*** Exercise data ***

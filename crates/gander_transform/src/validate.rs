//! Pre-execution checks shared by the row and column engines.

use std::collections::HashSet;

use gander_foundation::{Error, ErrorKind, Result};
use gander_table::Table;

/// Checks that no parameter name is declared twice.
///
/// # Errors
///
/// Returns [`ErrorKind::DuplicateParameter`] for the first repeat.
pub fn unique_params<'a, I>(function: &str, params: I) -> Result<()>
where
    I: IntoIterator<Item = &'a str>,
{
    let mut seen = HashSet::new();
    for name in params {
        if !seen.insert(name) {
            return Err(Error::new(ErrorKind::DuplicateParameter {
                function: function.to_string(),
                parameter: name.to_string(),
            }));
        }
    }
    Ok(())
}

/// Checks that every parameter names a column of `table`.
///
/// # Errors
///
/// Returns [`ErrorKind::MissingColumns`] listing every missing name in
/// declared order, with the table's columns.
pub fn required_columns<'a, I>(function: &str, params: I, table: &Table) -> Result<()>
where
    I: IntoIterator<Item = &'a str>,
{
    let missing: Vec<String> = params
        .into_iter()
        .filter(|name| !table.contains_column(name))
        .map(str::to_string)
        .collect();
    if missing.is_empty() {
        return Ok(());
    }
    Err(Error::missing_columns(
        function,
        missing,
        table.column_names().to_vec(),
    ))
}

/// Checks that `output` may be written to `table`.
///
/// # Errors
///
/// Returns [`ErrorKind::ColumnConflict`] when `overwrite` is off and the
/// column exists.
pub fn output_column(output: &str, table: &Table, overwrite: bool) -> Result<()> {
    if !overwrite && table.contains_column(output) {
        return Err(Error::column_conflict(output));
    }
    Ok(())
}

/// Runs every check in order: unique parameters, required columns, output column.
///
/// # Errors
///
/// Returns the first failing check's error.
pub fn registration<'a, I>(function: &str, params: I, table: &Table, overwrite: bool) -> Result<()>
where
    I: IntoIterator<Item = &'a str> + Clone,
{
    unique_params(function, params.clone())?;
    required_columns(function, params, table)?;
    output_column(function, table, overwrite)
}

*** End of Exercise data ***

The answer must be every line from the records above that contains the word "bool", copied out.

▶ Result for this exercise
pub fn output_column(output: &str, table: &Table, overwrite: bool) -> Result<()> {
pub fn registration<'a, I>(function: &str, params: I, table: &Table, overwrite: bool) -> Result<()>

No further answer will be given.